Task instructions => Return each line of the data below that contains the string "sink".

....................

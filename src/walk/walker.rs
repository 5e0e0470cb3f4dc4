use crate::buffer::RecordBuffer;
use crate::config::{MAX_PATH_LEN, WalkConfig};
use crate::metadata::Metadata;
use crate::pool::{WorkerClaim, WorkerPool};
use crate::record::ENTRY_FCOUNT;
use crate::sink::OutputSink;
use std::os::unix::ffi::OsStrExt as _;
use std::path::PathBuf;
use std::sync::Arc;
use std::thread;

/// Filtered at every level when the snapshot option is on.
const SNAPSHOT_NAME: &[u8] = b".snapshot";

/// Everything a worker touches, bundled so concurrent walks never share
/// state through module globals.
pub(crate) struct WalkContext {
    pub(crate) pool: WorkerPool,
    pub(crate) sink: OutputSink,
    pub(crate) config: WalkConfig,
}

/// One directory to expand: the path, the snapshot of the directory
/// itself, and where it sits in the tree.
pub(crate) struct DirTask {
    pub(crate) path: PathBuf,
    pub(crate) parent_inode: u64,
    pub(crate) depth: i64,
    pub(crate) meta: Metadata,
}

/// Launches a detached worker on a claimed seat. The claim was taken (and
/// the active count bumped) before this is called, so the pool can never
/// observe idle between the decision to spawn and the thread starting.
pub(crate) fn spawn_worker(ctx: Arc<WalkContext>, task: DirTask, claim: WorkerClaim) {
    let WorkerClaim { worker_id, buffer } = claim;
    thread::Builder::new()
        .name(format!("fsweep-worker-{worker_id}"))
        .spawn(move || {
            let mut buffer = buffer;
            traverse(&ctx, &task, &mut buffer);
            // flush before release: once active hits zero every record is
            // already inside the sink
            ctx.sink.flush(&mut buffer);
            ctx.pool.release(buffer);
        })
        .expect("failed to spawn walk worker");
}

/**
Expands one directory: records every child whose lstat succeeds, fans out
subdirectories (new worker if the pool has capacity, inline recursion into
this worker's buffer otherwise), then appends the directory's own summary
record carrying the aggregates over its direct children.

Infallible by design; anything that goes wrong with an individual entry
just leaves it out of the output.
*/
pub(crate) fn traverse(ctx: &Arc<WalkContext>, task: &DirTask, buf: &mut RecordBuffer) {
    let Ok(entries) = std::fs::read_dir(&task.path) else {
        // unreadable directory: a single entry-style record in place of a
        // summary, aggregates unknown
        buf.append_record(
            &ctx.sink,
            task.path.as_os_str().as_bytes(),
            &task.meta,
            task.parent_inode,
            task.depth,
            ENTRY_FCOUNT,
            0,
        );
        return;
    };

    let mut local_count: i64 = 0;
    let mut local_bytes: u64 = 0;

    for entry in entries.flatten() {
        let name = entry.file_name();
        if ctx.config.ignore_snapshots && name.as_bytes() == SNAPSHOT_NAME {
            continue;
        }

        let child = task.path.join(&name);
        if child.as_os_str().len() > MAX_PATH_LEN {
            continue;
        }
        // the entry may vanish between readdir and here; skip uncounted
        let Ok(meta) = Metadata::lstat(&child) else {
            continue;
        };
        local_count += 1;

        if meta.is_dir() {
            let child_task = DirTask {
                path: child,
                parent_inode: task.meta.ino,
                depth: task.depth + 1,
                meta,
            };
            match ctx.pool.try_claim() {
                Some(claim) => spawn_worker(Arc::clone(ctx), child_task, claim),
                // pool saturated: nested call sharing this worker's buffer
                None => traverse(ctx, &child_task, buf),
            }
        } else {
            // symlinks, devices, sockets and fifos are recorded like files
            // and never followed
            local_bytes += meta.size;
            buf.append_record(
                &ctx.sink,
                child.as_os_str().as_bytes(),
                &meta,
                task.meta.ino,
                task.depth + 1,
                ENTRY_FCOUNT,
                0,
            );
        }
    }

    buf.append_record(
        &ctx.sink,
        task.path.as_os_str().as_bytes(),
        &task.meta,
        task.parent_inode,
        task.depth,
        local_count,
        local_bytes,
    );
}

....................

Solved exercise =>
use crate::sink::OutputSink;
    pub(crate) sink: OutputSink,
            // already inside the sink
            ctx.sink.flush(&mut buffer);
            &ctx.sink,
                &ctx.sink,
        &ctx.sink,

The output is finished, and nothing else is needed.